House of Huawei: a história secreta da empresa mais poderosa da China

Em março de 2000, o então presidente dos Estados Unidos, Bill Clinton, discursou empolgado sobre a entrada da China na Organização Mundial do Comércio (OMC). Ele enxergava um futuro promissor: um país cada vez mais aberto ao livre mercado “a liberdade se espalhará pelo telefone celular e pelo modem a cabo.” (já escrevemos sobre a abertura do mercado Chinês com ajuda dos EUA aqui).

Vinte anos depois, o que se viu foi a ascensão de um colosso tecnológico chinês que desafiou diretamente a supremacia tecnológica e econômica dos Estados Unidos. No centro dessa transformação está a Huawei, uma empresa que, ao longo das décadas, evoluiu de uma modesta fabricante de interruptores telefônicos para a gigante das telecomunicações mais avançada do mundo. Como isso aconteceu?

Essas são algumas das questões que Eva Dou explora em House of Huawei, um relato detalhado sobre a ascensão da empresa que se tornou “a mais poderosa da China”.

Mas espere aí. Como uma empresa que começou vendendo equipamentos de telefonia rural no fim dos anos 80 se tornou uma das maiores ameaças tecnológicas ao Ocidente? E o que essa história revela sobre a política industrial da China? Essas são perguntas que House of Huawei tenta responder.

Funcionários trabalham em uma linha de produção de telefones celulares da Huawei Crédito: Getty

Muito além de uma empresa: um projeto de país

Se você ainda vê a Huawei apenas como uma fabricante de celulares e roteadores, vale a pena olhar de novo. Poucas empresas são tão onipresentes pelas ruas chinesas. O que começou em 1987 como uma modesta fabricante de interruptores telefônicos se tornou uma das corporações mais poderosas da China — e um símbolo da ambição industrial do país. Mas a Huawei não é apenas uma gigante da tecnologia; ela é um reflexo da estratégia política e econômica de Pequim.

A história da empresa se confunde com a própria ascensão da China como potência global. Nos anos 1980, quando o país ainda era uma economia emergente, Ren Zhengfei, um ex-oficial do Exército de Libertação Popular, fundou a Huawei com um objetivo claro: reduzir a dependência de tecnologia estrangeira. O Ocidente dominava as telecomunicações, mas Pequim decidiu escrever suas próprias regras. O resultado? Três décadas depois, a Huawei não apenas liderava o desenvolvimento do 5G, como também ameaçava gigantes como Apple, Qualcomm e Ericsson.

Desde o início, porém, a rápida expansão da Huawei levantou suspeitas.
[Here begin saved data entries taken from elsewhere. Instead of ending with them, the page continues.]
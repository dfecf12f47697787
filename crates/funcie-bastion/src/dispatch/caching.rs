//! Negative cache in front of a [`MessageProcessor`].
//!
//! Remembers applications that recently had no consumer so bursts of
//! forwarded requests fail fast instead of each paying a round trip.

use std::sync::Arc;
use std::time::{Duration, Instant};

use async_trait::async_trait;
use dashmap::DashMap;

use funcie_core::{
    ErrorCode, FuncieError, Message, MessageKind, ProxyError, Response, Result,
};

use super::processor::MessageProcessor;

/// How long a "no consumer" result is trusted.
pub const NO_CONSUMER_TTL: Duration = Duration::from_secs(60);

/// Applications that recently had no consumer.
///
/// Shared between the caching processor and whatever learns about new
/// consumers, so a registration can clear an entry before it expires.
pub struct NoConsumerCache {
    window: Duration,
    entries: DashMap<String, Instant>,
}

impl Default for NoConsumerCache {
    fn default() -> Self {
        Self::new()
    }
}

impl NoConsumerCache {
    pub fn new() -> Self {
        Self::with_window(NO_CONSUMER_TTL)
    }

    pub fn with_window(window: Duration) -> Self {
        Self {
            window,
            entries: DashMap::new(),
        }
    }

    /// Fresh entry for `application`, dropping a stale one.
    pub fn is_absent(&self, application: &str) -> bool {
        let Some(since) = self.entries.get(application).map(|r| *r.value()) else {
            return false;
        };
        if since.elapsed() < self.window {
            return true;
        }
        self.entries.remove(application);
        false
    }

    pub fn record(&self, application: &str) {
        tracing::debug!(
            application = %application,
            window_ms = self.window.as_millis() as u64,
            "no consumer, caching"
        );
        self.entries.insert(application.to_string(), Instant::now());
    }

    /// A consumer for `application` may be present again.
    pub fn forget(&self, application: &str) {
        if self.entries.remove(application).is_some() {
            tracing::debug!(application = %application, "no-consumer entry cleared");
        }
    }
}

pub struct CachingMessageProcessor<P> {
    inner: P,
    cache: Arc<NoConsumerCache>,
}

impl<P: MessageProcessor> CachingMessageProcessor<P> {
    pub fn new(inner: P) -> Self {
        Self::with_cache(inner, Arc::new(NoConsumerCache::new()))
    }

    pub fn with_window(inner: P, window: Duration) -> Self {
        Self::with_cache(inner, Arc::new(NoConsumerCache::with_window(window)))
    }

    pub fn with_cache(inner: P, cache: Arc<NoConsumerCache>) -> Self {
        Self { inner, cache }
    }

    pub fn cache(&self) -> &Arc<NoConsumerCache> {
        &self.cache
    }

    async fn forward_request(&self, message: Message) -> Result<Response> {
        let application = message.application.clone();
        if self.cache.is_absent(&application) {
            tracing::debug!(application = %application, "no consumer (cached)");
            return Ok(Response::failure(
                message.id,
                ProxyError::new(
                    ErrorCode::NoActiveConsumer,
                    FuncieError::NoActiveConsumer.to_string(),
                ),
            ));
        }

        let result = self.inner.process_message(message).await;
        let absent = match &result {
            Err(err) => err.is_no_consumer(),
            Ok(resp) => resp.error.as_ref().is_some_and(ProxyError::is_no_consumer),
        };
        if absent {
            self.cache.record(&application);
        }
        result
    }
}

#[async_trait]
impl<P: MessageProcessor> MessageProcessor for CachingMessageProcessor<P> {
    async fn process_message(&self, message: Message) -> Result<Response> {
        match message.kind {
            MessageKind::ForwardRequest => self.forward_request(message).await,
            MessageKind::Register => {
                let application = message.application.clone();
                let result = self.inner.process_message(message).await;
                self.cache.forget(&application);
                result
            }
            MessageKind::Deregister => self.inner.process_message(message).await,
            other => Err(FuncieError::UnknownMessageKind(other.to_string())),
        }
    }
}
//! Protocol model shared by every transport.
//!
//! - [`message`]: units of work with identity, kind, and TTL.
//! - [`response`]: the single result correlated to a message id.
//! - [`payload`]: lazily decoded JSON payload bytes.
//! - [`payloads`]: typed payloads carried by each message kind.
//!
//! Nothing here panics on malformed input; decode failures are reported as
//! `FuncieError::Serialization` naming the message they concern.

pub mod message;
pub mod payload;
pub mod payloads;
pub mod response;

pub use message::{Message, MessageBase, MessageKind};
pub use payload::RawPayload;
pub use response::{Response, ResponseBase};
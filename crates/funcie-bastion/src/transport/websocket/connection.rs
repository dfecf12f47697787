//! Socket connections.
//!
//! The server side (axum) and the client side (tungstenite) use different
//! frame types; [`WireFrame`] hides that so both sides share one
//! [`SinkConnection`] and one read loop.

use std::fmt::Display;
use std::marker::PhantomData;
use std::sync::atomic::{AtomicBool, Ordering};
use std::sync::Arc;

use async_trait::async_trait;
use futures_util::stream::BoxStream;
use futures_util::{Sink, SinkExt, Stream, StreamExt};
use tokio::sync::Mutex;
use uuid::Uuid;

use funcie_core::{FuncieError, Result};

use super::envelope::Envelope;

/// One physical socket.
#[async_trait]
pub trait Connection: Send + Sync {
    /// Unique per socket.
    fn id(&self) -> &str;

    async fn write(&self, envelope: &Envelope) -> Result<()>;

    /// Send a close frame with `reason` and stop accepting writes.
    async fn close(&self, reason: &str);

    fn is_closed(&self) -> bool;
}

/// What the read loop cares about in an inbound frame.
#[derive(Debug, Clone, PartialEq, Eq)]
pub enum Frame {
    Text(String),
    Close,
    /// Ping, pong, binary: ignored.
    Other,
}

pub type FrameStream = BoxStream<'static, Result<Frame>>;

pub trait WireFrame: Send + 'static {
    fn text(text: String) -> Self;
    fn close(reason: &str) -> Self;
    fn into_frame(self) -> Frame;
}

impl WireFrame for axum::extract::ws::Message {
    fn text(text: String) -> Self {
        axum::extract::ws::Message::Text(text)
    }

    fn close(reason: &str) -> Self {
        axum::extract::ws::Message::Close(Some(axum::extract::ws::CloseFrame {
            code: axum::extract::ws::close_code::NORMAL,
            reason: reason.to_string().into(),
        }))
    }

    fn into_frame(self) -> Frame {
        match self {
            axum::extract::ws::Message::Text(text) => Frame::Text(text),
            axum::extract::ws::Message::Close(_) => Frame::Close,
            _ => Frame::Other,
        }
    }
}

impl WireFrame for tokio_tungstenite::tungstenite::Message {
    fn text(text: String) -> Self {
        tokio_tungstenite::tungstenite::Message::text(text)
    }

    fn close(reason: &str) -> Self {
        use tokio_tungstenite::tungstenite::protocol::frame::coding::CloseCode;
        use tokio_tungstenite::tungstenite::protocol::CloseFrame;

        tokio_tungstenite::tungstenite::Message::Close(Some(CloseFrame {
            code: CloseCode::Normal,
            reason: reason.to_string().into(),
        }))
    }

    fn into_frame(self) -> Frame {
        match self {
            tokio_tungstenite::tungstenite::Message::Text(text) => Frame::Text(text.as_str().to_string()),
            tokio_tungstenite::tungstenite::Message::Close(_) => Frame::Close,
            _ => Frame::Other,
        }
    }
}

/// Adapt the read half of a socket into a [`FrameStream`].
pub fn frames<St, M, E>(stream: St) -> FrameStream
where
    St: Stream<Item = std::result::Result<M, E>> + Send + 'static,
    M: WireFrame,
    E: Display,
{
    stream
        .map(|item| {
            item.map(M::into_frame)
                .map_err(|e| FuncieError::Transport(format!("read frame: {e}")))
        })
        .boxed()
}

/// Write half of a socket behind a mutex, so concurrent writers never
/// interleave frames.
pub struct SinkConnection<S, M> {
    id: String,
    sink: Mutex<S>,
    closed: AtomicBool,
    _frame: PhantomData<fn(M)>,
}

impl<S, M> SinkConnection<S, M>
where
    S: Sink<M> + Unpin + Send + 'static,
    S::Error: Display,
    M: WireFrame,
{
    pub fn new(sink: S) -> Arc<Self> {
        Arc::new(Self {
            id: Uuid::new_v4().to_string(),
            sink: Mutex::new(sink),
            closed: AtomicBool::new(false),
            _frame: PhantomData,
        })
    }
}

#[async_trait]
impl<S, M> Connection for SinkConnection<S, M>
where
    S: Sink<M> + Unpin + Send + 'static,
    S::Error: Display,
    M: WireFrame,
{
    fn id(&self) -> &str {
        &self.id
    }

    async fn write(&self, envelope: &Envelope) -> Result<()> {
        if self.is_closed() {
            return Err(FuncieError::Transport(format!("connection {} is closed", self.id)));
        }
        let text = envelope.to_json()?;
        let mut sink = self.sink.lock().await;
        sink.send(M::text(text))
            .await
            .map_err(|e| FuncieError::Transport(format!("write to connection {}: {e}", self.id)))
    }

    async fn close(&self, reason: &str) {
        if self.closed.swap(true, Ordering::AcqRel) {
            return;
        }
        tracing::debug!(connection = %self.id, reason = %reason, "closing connection");
        let mut sink = self.sink.lock().await;
        let _ = sink.send(M::close(reason)).await;
        let _ = sink.close().await;
    }

    fn is_closed(&self) -> bool {
        self.closed.load(Ordering::Acquire)
    }
}

/// One application's view of a socket that may carry several applications.
pub struct ApplicationConnection {
    application: String,
    socket: Arc<dyn Connection>,
    detached: AtomicBool,
}

impl ApplicationConnection {
    pub fn new(application: impl Into<String>, socket: Arc<dyn Connection>) -> Self {
        Self {
            application: application.into(),
            socket,
            detached: AtomicBool::new(false),
        }
    }

    pub fn application(&self) -> &str {
        &self.application
    }

    pub fn socket(&self) -> &Arc<dyn Connection> {
        &self.socket
    }

    pub fn socket_id(&self) -> &str {
        self.socket.id()
    }

    pub async fn write(&self, envelope: &Envelope) -> Result<()> {
        if self.detached.load(Ordering::Acquire) {
            return Err(FuncieError::NoActiveConsumer);
        }
        self.socket.write(envelope).await
    }

    /// Stop routing through this view without closing the socket.
    pub fn detach(&self) {
        self.detached.store(true, Ordering::Release);
    }

    pub fn is_detached(&self) -> bool {
        self.detached.load(Ordering::Acquire) || self.socket.is_closed()
    }
}
//! Dispatch layer.
//!
//! - [`router`]: per-consumer routing by application name.
//! - [`processor`]: kind-based dispatch to a [`MessageHandler`].
//! - [`caching`]: negative cache for absent consumers.
//! - [`handlers`]: server and client bastion handlers.

pub mod app_client;
pub mod caching;
pub mod handlers;
pub mod processor;
pub mod router;

pub use app_client::{ApplicationClient, HttpApplicationClient};
pub use caching::{CachingMessageProcessor, NoConsumerCache};
pub use handlers::{ApplicationForwarder, PublisherHandler, RegistryHandler};
pub use processor::{Dispatcher, MessageHandler, MessageProcessor};
pub use router::{function_handler, ClientHandler, ClientHandlerRouter, FnHandler};
//! HTTP dispatch host.
//!
//! `POST /dispatch` takes a JSON message, runs it through the bastion's
//! message processor, and returns the JSON response.
//! - unparsable body: 400 `invalid request: ...`
//! - processor failure: 500 `internal server error: ...`
//! - a proxied failure (for example no active consumer) is still a 200
//!   with the error carried on the response.

use axum::body::Bytes;
use axum::extract::State;
use axum::http::{header, StatusCode};
use axum::response::{IntoResponse, Response};

use funcie_core::Message;

use crate::app_state::AppState;

pub async fn dispatch(State(app): State<AppState>, body: Bytes) -> Response {
    let message = match Message::from_slice(&body) {
        Ok(m) => m,
        Err(e) => {
            tracing::debug!(error = %e, "rejecting dispatch body");
            return (StatusCode::BAD_REQUEST, format!("invalid request: {e}")).into_response();
        }
    };

    let id = message.id.clone();
    let kind = message.kind;
    let response = match app.processor().process_message(message).await {
        Ok(r) => r,
        Err(e) => {
            tracing::warn!(message_id = %id, kind = %kind, error = %e, "dispatch failed");
            return (StatusCode::INTERNAL_SERVER_ERROR, format!("internal server error: {e}"))
                .into_response();
        }
    };

    match response.to_json() {
        Ok(json) => (
            StatusCode::OK,
            [(header::CONTENT_TYPE, "application/json")],
            json,
        )
            .into_response(),
        Err(e) => {
            tracing::error!(message_id = %id, error = %e, "response encoding failed");
            (StatusCode::INTERNAL_SERVER_ERROR, format!("internal server error: {e}")).into_response()
        }
    }
}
Quando a empresa começou a investir em switches digitais mais sofisticados, um executivo ocidental comentou que o design parecia uma cópia direta de um modelo da AT&T. Mais tarde, a Cisco processou a Huawei, alegando que o código-fonte de seus roteadores não apenas imitava seus produtos, mas continha os mesmos bugs encontrados nos dispositivos da empresa americana. O processo foi arquivado depois que a Huawei alterou certas linhas de código, mas a polêmica persistiu.
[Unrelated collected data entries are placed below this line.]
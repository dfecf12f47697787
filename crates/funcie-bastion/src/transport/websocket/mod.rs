//! Websocket transport.
//!
//! A client bastion dials the server bastion once and registers each of its
//! applications over that socket. Both ends run the same read loop
//! ([`exchange`]); envelopes tag each frame as a request or a response.

pub mod acceptor;
pub mod connection;
pub mod consumer;
pub mod dialer;
pub mod envelope;
pub mod exchange;
pub mod processor;
pub mod publisher;
pub mod registry;

/// `Sec-WebSocket-Protocol` token both ends insist on.
pub const SUBPROTOCOL: &str = "funcie";

pub use acceptor::{ws_upgrade, WebsocketServer};
pub use connection::{ApplicationConnection, Connection, Frame, FrameStream, SinkConnection};
pub use consumer::WebsocketConsumer;
pub use dialer::WebsocketDialer;
pub use envelope::{Envelope, EnvelopeKind};
pub use publisher::WebsocketPublisher;
pub use registry::{ConnectionRegistry, ExclusiveConnection};
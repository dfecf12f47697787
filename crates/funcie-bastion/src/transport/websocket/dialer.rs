use std::sync::Arc;

use futures_util::StreamExt;
use tokio_tungstenite::tungstenite::client::IntoClientRequest;
use tokio_tungstenite::tungstenite::http::header::{AUTHORIZATION, SEC_WEBSOCKET_PROTOCOL};
use tokio_tungstenite::tungstenite::http::HeaderValue;
use tokio_tungstenite::tungstenite::Message as TungsteniteMessage;

use funcie_core::{FuncieError, Result};

use super::connection::{frames, Connection, FrameStream, SinkConnection};
use super::SUBPROTOCOL;

/// Opens client sockets to a server bastion.
#[derive(Debug, Clone)]
pub struct WebsocketDialer {
    url: String,
    auth_token: Option<String>,
}

impl WebsocketDialer {
    pub fn new(url: impl Into<String>, auth_token: Option<String>) -> Self {
        Self {
            url: url.into(),
            auth_token,
        }
    }

    pub fn url(&self) -> &str {
        &self.url
    }

    pub async fn dial(&self) -> Result<(Arc<dyn Connection>, FrameStream)> {
        let mut request = self
            .url
            .as_str()
            .into_client_request()
            .map_err(|e| FuncieError::Config(format!("invalid server url {}: {e}", self.url)))?;
        let headers = request.headers_mut();
        headers.insert(SEC_WEBSOCKET_PROTOCOL, HeaderValue::from_static(SUBPROTOCOL));
        if let Some(token) = &self.auth_token {
            let value = HeaderValue::from_str(&format!("Bearer {token}"))
                .map_err(|e| FuncieError::Config(format!("invalid auth token: {e}")))?;
            headers.insert(AUTHORIZATION, value);
        }

        let (stream, _) = tokio_tungstenite::connect_async(request)
            .await
            .map_err(|e| FuncieError::Transport(format!("dial {}: {e}", self.url)))?;
        let (sink, read) = stream.split();
        let conn: Arc<dyn Connection> = SinkConnection::<_, TungsteniteMessage>::new(sink);
        tracing::info!(url = %self.url, connection = %conn.id(), "connected to server bastion");
        Ok((conn, frames(read)))
    }
}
Curiosamente, essas acusações não impediram que empresas ocidentais se aproximassem da Huawei. Nos anos 1990, a Motorola a incluiu entre seus clientes prioritários, enquanto a IBM forneceu consultoria estratégica para a companhia chinesa por mais de uma década. Ao mesmo tempo, a Huawei investia agressivamente em lobby nos EUA e na Europa. O almirante Bill Owens, ex-vice-presidente do Estado-Maior Conjunto dos EUA, chegou a representar a Huawei em sua tentativa de fechar um contrato com a Sprint em 2010. Além disso, a empresa cultivou relações com algumas das universidades mais prestigiadas do mundo, incluindo Oxford, Stanford e a Universidade da Califórnia, Berkeley.

Mas a grande questão que paira sobre a Huawei é: até que ponto o Partido Comunista Chinês (PCC) controla a empresa? Eva Dou investiga essa pergunta em House of Huawei e revela que assim como todas as grandes companhias chinesas, a Huawei mantém um secretariado interno do Partido. Esse comitê, segundo a autora, funciona como um departamento de recursos humanos paralelo, com poder para influenciar contratações e promoções de acordo com diretrizes políticas do governo chinês.

Ou seja, mesmo sob suspeitas de espionagem e práticas comerciais desleais, a Huawei conquistou espaço no Ocidente e cresceu exponencialmente. Mas quando seu avanço começou a incomodar de verdade, a reação veio com força. O que começou como uma disputa comercial se transformou em uma batalha geopolítica. E agora? O Ocidente ainda tem como barrar essa influência?

Funcionários na linha de produção da Huawei Technologies Co, em Dongguan, China — Foto: Qilai Shen/Bloomberg

E aí veio o choque com o Ocidente

Se você acompanhou as notícias nos últimos anos, sabe que a Huawei virou um dos principais alvos da guerra tecnológica entre EUA e China. Proibições, sanções, acusações de espionagem — de repente, o nome da empresa passou a estar no centro de um embate geopolítico. Mas a questão vai muito além de uma disputa comercial (já escrevemos sobre a guerra dos chips aqui)

A Huawei sempre tentou manter uma certa distância de Pequim. Ren Zhengfei, seu fundador, temia que se a empresa se tornasse parte da burocracia estatal, perderia sua agilidade e capacidade de inovar. Mas, sejamos realistas: nenhuma grande empresa de tecnologia no mundo consegue se manter completamente independente de seu governo—e com a Huawei não é diferente.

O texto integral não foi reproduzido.